## WHAT YOU NEED TO DO
Every record below is to be reproduced exactly.

══ RECORDS SHOWN

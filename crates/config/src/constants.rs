//! Centralized constants
//!
//! Single source of truth for default values used across the workspace.
//! Settings defaults and component `Default` impls read from here.

/// Retrieval and fusion
pub mod rag {
    /// Weight of the normalized dense score in fusion
    pub const DENSE_WEIGHT: f32 = 0.7;

    /// Weight of the normalized sparse score in fusion
    pub const SPARSE_WEIGHT: f32 = 0.3;

    /// Each channel fetches this many times the requested count
    pub const CANDIDATE_MULTIPLIER: usize = 3;

    pub const DEFAULT_TOP_K: usize = 5;
    pub const MAX_TOP_K: usize = 20;

    /// Disease records returned alongside drugs
    pub const DISEASE_TOP_K: usize = 2;

    pub const MAX_QUERY_CHARS: usize = 500;

    /// BM25 term frequency saturation
    pub const BM25_K1: f32 = 1.5;

    /// BM25 length normalization
    pub const BM25_B: f32 = 0.75;

    /// Character n-gram width for lexical tokens
    pub const NGRAM_WIDTH: usize = 2;
}

/// Second-pass reranking
pub mod reranker {
    pub const MODEL: &str = "rerank-multilingual-v3.0";

    /// Fused candidates sent to the reranker
    pub const TOP_N: usize = 20;

    /// Below this many candidates reranking is skipped
    pub const MIN_CANDIDATES: usize = 2;
}

/// Conversation memory and response cache
pub mod memory {
    pub const MAX_HISTORY: usize = 20;

    /// Prior turns included in the generation prompt
    pub const CONTEXT_WINDOW: usize = 3;

    /// Characters of a prior response kept in the prompt
    pub const RESPONSE_PREVIEW_CHARS: usize = 200;

    pub const HISTORY_TTL_SECS: u64 = 86_400;
    pub const CACHE_TTL_SECS: u64 = 3_600;

    /// Minimum gap between full expiry sweeps of the in-memory stores
    pub const SWEEP_INTERVAL_SECS: u64 = 60;
}

/// Generation
pub mod llm {
    pub const MODEL: &str = "gpt-4o-mini";
    pub const MAX_TOKENS: u32 = 2500;
    pub const TEMPERATURE: f32 = 0.3;
    pub const MAX_RETRIES: u32 = 2;
}

/// Embedding
pub mod embedding {
    pub const MODEL: &str = "text-embedding-3-small";
    pub const DIMENSION: usize = 1536;
    pub const BATCH_SIZE: usize = 64;
}

/// Per-call timeouts in milliseconds
pub mod timeouts {
    pub const EMBEDDING_MS: u64 = 10_000;
    pub const DENSE_MS: u64 = 3_000;
    pub const SPARSE_MS: u64 = 2_000;
    pub const RERANK_MS: u64 = 5_000;
    pub const LLM_MS: u64 = 60_000;
    pub const MEMORY_MS: u64 = 500;
}

/// Default service endpoints
pub mod endpoints {
    pub const OPENAI_DEFAULT: &str = "https://api.openai.com/v1";
    pub const OLLAMA_DEFAULT: &str = "http://localhost:11434";
    pub const QDRANT_DEFAULT: &str = "http://localhost:6334";
    pub const COHERE_DEFAULT: &str = "https://api.cohere.com";
}

/// Fixed user-facing text
pub mod messages {
    pub const DISCLAIMER: &str = "※ 이 정보는 참고용입니다. 실제 복약은 의사/약사와 상담하세요.";

    pub const NO_RESULTS: &str =
        "죄송합니다. 관련 정보를 찾을 수 없습니다. 다른 증상으로 검색해 보시거나, 약사/의사와 상담하세요.";
}

#[cfg(test)]
mod tests {
    use super::*;

    #[test]
    fn test_rag_weights_valid() {
        assert!(rag::DENSE_WEIGHT >= 0.0 && rag::DENSE_WEIGHT <= 1.0);
        assert!(rag::SPARSE_WEIGHT >= 0.0 && rag::SPARSE_WEIGHT <= 1.0);
    }

    #[test]
    fn test_top_k_bounds() {
        assert!(rag::DEFAULT_TOP_K <= rag::MAX_TOP_K);
        assert!(reranker::TOP_N >= rag::DEFAULT_TOP_K);
    }

    #[test]
    fn test_memory_window_fits_history() {
        assert!(memory::CONTEXT_WINDOW <= memory::MAX_HISTORY);
    }
}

════

## WORKED SOLUTION
filename crates/config/src/constants.rs
//! Centralized constants
//!
//! Single source of truth for default values used across the workspace.
//! Settings defaults and component `Default` impls read from here.

/// Retrieval and fusion
pub mod rag {
    /// Weight of the normalized dense score in fusion
    pub const DENSE_WEIGHT: f32 = 0.7;

    /// Weight of the normalized sparse score in fusion
    pub const SPARSE_WEIGHT: f32 = 0.3;

    /// Each channel fetches this many times the requested count
    pub const CANDIDATE_MULTIPLIER: usize = 3;

    pub const DEFAULT_TOP_K: usize = 5;
    pub const MAX_TOP_K: usize = 20;

    /// Disease records returned alongside drugs
    pub const DISEASE_TOP_K: usize = 2;

    pub const MAX_QUERY_CHARS: usize = 500;

    /// BM25 term frequency saturation
    pub const BM25_K1: f32 = 1.5;

    /// BM25 length normalization
    pub const BM25_B: f32 = 0.75;

    /// Character n-gram width for lexical tokens
    pub const NGRAM_WIDTH: usize = 2;
}

/// Second-pass reranking
pub mod reranker {
    pub const MODEL: &str = "rerank-multilingual-v3.0";

    /// Fused candidates sent to the reranker
    pub const TOP_N: usize = 20;

    /// Below this many candidates reranking is skipped
    pub const MIN_CANDIDATES: usize = 2;
}

/// Conversation memory and response cache
pub mod memory {
    pub const MAX_HISTORY: usize = 20;

    /// Prior turns included in the generation prompt
    pub const CONTEXT_WINDOW: usize = 3;

    /// Characters of a prior response kept in the prompt
    pub const RESPONSE_PREVIEW_CHARS: usize = 200;

    pub const HISTORY_TTL_SECS: u64 = 86_400;
    pub const CACHE_TTL_SECS: u64 = 3_600;

    /// Minimum gap between full expiry sweeps of the in-memory stores
    pub const SWEEP_INTERVAL_SECS: u64 = 60;
}

/// Generation
pub mod llm {
    pub const MODEL: &str = "gpt-4o-mini";
    pub const MAX_TOKENS: u32 = 2500;
    pub const TEMPERATURE: f32 = 0.3;
    pub const MAX_RETRIES: u32 = 2;
}

/// Embedding
pub mod embedding {
    pub const MODEL: &str = "text-embedding-3-small";
    pub const DIMENSION: usize = 1536;
    pub const BATCH_SIZE: usize = 64;
}

/// Per-call timeouts in milliseconds
pub mod timeouts {
    pub const EMBEDDING_MS: u64 = 10_000;
    pub const DENSE_MS: u64 = 3_000;
    pub const SPARSE_MS: u64 = 2_000;
    pub const RERANK_MS: u64 = 5_000;
    pub const LLM_MS: u64 = 60_000;
    pub const MEMORY_MS: u64 = 500;
}

/// Default service endpoints
pub mod endpoints {
    pub const OPENAI_DEFAULT: &str = "https://api.openai.com/v1";
    pub const OLLAMA_DEFAULT: &str = "http://localhost:11434";
    pub const QDRANT_DEFAULT: &str = "http://localhost:6334";
    pub const COHERE_DEFAULT: &str = "https://api.cohere.com";
}

/// Fixed user-facing text
pub mod messages {
    pub const DISCLAIMER: &str = "※ 이 정보는 참고용입니다. 실제 복약은 의사/약사와 상담하세요.";

    pub const NO_RESULTS: &str =
        "죄송합니다. 관련 정보를 찾을 수 없습니다. 다른 증상으로 검색해 보시거나, 약사/의사와 상담하세요.";
}

#[cfg(test)]
mod tests {
    use super::*;

    #[test]
    fn test_rag_weights_valid() {
        assert!(rag::DENSE_WEIGHT >= 0.0 && rag::DENSE_WEIGHT <= 1.0);
        assert!(rag::SPARSE_WEIGHT >= 0.0 && rag::SPARSE_WEIGHT <= 1.0);
    }

    #[test]
    fn test_top_k_bounds() {
        assert!(rag::DEFAULT_TOP_K <= rag::MAX_TOP_K);
        assert!(reranker::TOP_N >= rag::DEFAULT_TOP_K);
    }

    #[test]
    fn test_memory_window_fits_history() {
        assert!(memory::CONTEXT_WINDOW <= memory::MAX_HISTORY);
    }
}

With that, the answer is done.